Polis Mobility und die Lücken im Zukunftsplan

Unsere Mobilität soll sich wandeln, nur: Wie und wohin genau? Die Gewissheiten sind derzeit nicht da. Das demonstriert die Kölner Mobilitätsmesse Polis Mobility.

 

Die Polis Mobility in Köln versammelte Politik, Verwaltung, Forschung und Wirtschaft. Sie sprechen allerdings nicht immer die gleiche Sprache [Bildquelle: Björn Tolksdorf]

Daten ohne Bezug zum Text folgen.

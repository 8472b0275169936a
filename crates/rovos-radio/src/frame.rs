//! BLE location-characteristic frame decoding.
//!
//! The tag firmware packs X/Y/Z as unsigned 16-bit millimetre values at
//! fixed offsets, with the *later* byte of each pair being the high byte:
//!
//! ```text
//! X = frame[2] << 8 | frame[1]
//! Y = frame[6] << 8 | frame[5]
//! Z = frame[10] << 8 | frame[9]
//! ```
//!
//! This offset/order contract is load-bearing for hardware compatibility and
//! must never change.

use rovos_types::RadioError;

use crate::transport::RawPosition;

/// GATT characteristic UUID carrying the location frame.
pub const LOC_DATA_UUID: &str = "003bbdf2-c634-4b3d-ab56-7ec889b89a37";

/// Minimum payload length: the Z high byte sits at offset 10.
pub const MIN_FRAME_LEN: usize = 11;

/// Decode one location frame into millimetre coordinates.
///
/// # Errors
///
/// Returns [`RadioError::ReadMalformed`] when the payload is shorter than
/// [`MIN_FRAME_LEN`].
pub fn decode_location_frame(payload: &[u8]) -> Result<RawPosition, RadioError> {
    if payload.len() < MIN_FRAME_LEN {
        return Err(RadioError::ReadMalformed(format!(
            "location frame too short: {} bytes, need {}",
            payload.len(),
            MIN_FRAME_LEN
        )));
    }
    let word = |high: usize, low: usize| u16::from(payload[high]) << 8 | u16::from(payload[low]);
    Ok(RawPosition {
        x_mm: f64::from(word(2, 1)),
        y_mm: f64::from(word(6, 5)),
        z_mm: f64::from(word(10, 9)),
    })
}

#[cfg(test)]
mod tests {
    use super::*;

    #[test]
    fn decodes_reference_vector() {
        // Offsets 1..2 = 0x01,0x02 → X = 0x0201 = 513 mm;
        // offsets 5..6 = 0x03,0x04 → Y = 0x0403 = 1027 mm.
        let mut payload = [0u8; 14];
        payload[1] = 0x01;
        payload[2] = 0x02;
        payload[5] = 0x03;
        payload[6] = 0x04;
        let pos = decode_location_frame(&payload).unwrap();
        assert_eq!(pos.x_mm, 513.0);
        assert_eq!(pos.y_mm, 1027.0);
        assert_eq!(pos.z_mm, 0.0);
    }

    #[test]
    fn decodes_z_axis() {
        let mut payload = [0u8; 11];
        payload[9] = 0xff;
        payload[10] = 0x01;
        let pos = decode_location_frame(&payload).unwrap();
        assert_eq!(pos.z_mm, f64::from(0x01ffu16));
    }

    #[test]
    fn max_coordinate_does_not_overflow() {
        let mut payload = [0u8; 11];
        payload[1] = 0xff;
        payload[2] = 0xff;
        let pos = decode_location_frame(&payload).unwrap();
        assert_eq!(pos.x_mm, 65535.0);
    }

    #[test]
    fn short_frame_is_malformed() {
        let payload = [0u8; 10];
        let err = decode_location_frame(&payload).unwrap_err();
        assert!(matches!(err, RadioError::ReadMalformed(_)));
    }

    #[test]
    fn empty_frame_is_malformed() {
        assert!(decode_location_frame(&[]).is_err());
    }

    #[test]
    fn exact_minimum_length_is_accepted() {
        let payload = [0u8; MIN_FRAME_LEN];
        assert!(decode_location_frame(&payload).is_ok());
    }
}
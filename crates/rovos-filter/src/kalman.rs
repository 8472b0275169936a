//! Constant-velocity Kalman filter, one dimension per instance.
//!
//! State is `[position, velocity]` with
//!
//! ```text
//! F = | 1 1 |    H = | 1 0 |    P₀ = 1000·I    Q = I    R = 5
//!     | 0 1 |
//! ```
//!
//! applied independently to the x and y axes by the chain.

/// Default measurement noise.
pub const DEFAULT_R: f64 = 5.0;
/// Default initial covariance scale.
pub const DEFAULT_P0: f64 = 1000.0;

/// 1-D constant-velocity Kalman filter.
#[derive(Debug, Clone)]
pub struct Kalman1D {
    /// State estimate `[position, velocity]`.
    x: [f64; 2],
    /// Covariance, row-major 2×2.
    p: [[f64; 2]; 2],
    /// Process noise (diagonal).
    q: f64,
    /// Measurement noise.
    r: f64,
}

impl Kalman1D {
    /// Filter with the pipeline's standard tuning.
    pub fn new() -> Self {
        Self::with_noise(1.0, DEFAULT_R)
    }

    /// Filter with explicit process / measurement noise.
    pub fn with_noise(q: f64, r: f64) -> Self {
        Self {
            x: [0.0, 0.0],
            p: [[DEFAULT_P0, 0.0], [0.0, DEFAULT_P0]],
            q,
            r,
        }
    }

    /// Run one predict/update cycle against measurement `z` and return the
    /// position estimate.
    pub fn update(&mut self, z: f64) -> f64 {
        // Predict: x = F·x, P = F·P·Fᵀ + Q.
        self.x = [self.x[0] + self.x[1], self.x[1]];
        let [[p00, p01], [p10, p11]] = self.p;
        self.p = [
            [p00 + p10 + p01 + p11 + self.q, p01 + p11],
            [p10 + p11, p11 + self.q],
        ];

        // Update: y = z − H·x, S = H·P·Hᵀ + R, K = P·Hᵀ/S.
        let y = z - self.x[0];
        let s = self.p[0][0] + self.r;
        let k = [self.p[0][0] / s, self.p[1][0] / s];

        self.x = [self.x[0] + k[0] * y, self.x[1] + k[1] * y];

        // P = (I − K·H)·P.
        let [[p00, p01], [p10, p11]] = self.p;
        self.p = [
            [(1.0 - k[0]) * p00, (1.0 - k[0]) * p01],
            [p10 - k[1] * p00, p11 - k[1] * p01],
        ];

        self.x[0]
    }

    /// Current position estimate.
    pub fn position(&self) -> f64 {
        self.x[0]
    }

    /// Current velocity estimate.
    pub fn velocity(&self) -> f64 {
        self.x[1]
    }
}

impl Default for Kalman1D {
    fn default() -> Self {
        Self::new()
    }
}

Erlebt die sogenannte Verkehrswende gerade einen Reality Check? Ist gar die Luft raus? Verkehrsminister Volker Wissing irritiert die Debatte, indem er sich sowohl für das bundesweite ÖPNV-Ticket (=Fortschritt?) als auch für mehr Autobahn (=Rückschritt?) einsetzt. In der Hauptstadt Berlin wurde der verkehrspolitische Umbau erst einmal abgewählt. In der Wirtschaft häufen sich schlechte Nachrichten: Mit door2door geht ein Marktführer für datengetriebene On-Demand-Mobilität insolvent, mit Sono Motors ein Hoffnungsträger der E-Mobilität. Auch das Car-Sharing stellt aktuell ein riskantes Geschäft dar, wie der Ausstieg von BMW, Mercedes und VW nahelegt.

Das sind die Vorzeichen für die Kölner Fachmesse Polis Mobility, die vom 24.-26.5.2023 auf der Kölner Messe die Akteure der Mobilität zusammenbringen möchte, und im Anschluss in der Kölner Innenstadt für ihr Thema wirbt. In der Autostadt Köln, Heimat von Ford und zahlreichen Importeuren, auch wenn man in der Altstadt zu Fuß geht. Vielleicht raubt seine Vielschichtigkeit dem Thema Mobilität ein wenig den Fokus. Die wird in Köln sehr greifbar: Die Polis Mobility ist keine Bahnmesse, keine Automesse, keine Fahrradmesse, keine Urbanismus-Messe und kein politischer Kongress. Sie ist von alledem ein bisschen.

Aussteller: Ein bunter Mix

Vor allem präsentieren staatliche und halbstaatliche Akteure, oft mit regionalem Bezug. Dazu gehören das Bundesministerium für Verkehr, das Bundesamt für Logistik, Kommunen wie Köln und Aachen oder Bildungseinrichtungen wie das European Institute of Innovation and Technology (EIT). Aber auch die Autobahn GmbH des Bundes, die Kölner Verkehrsbetriebe und die DB Regio.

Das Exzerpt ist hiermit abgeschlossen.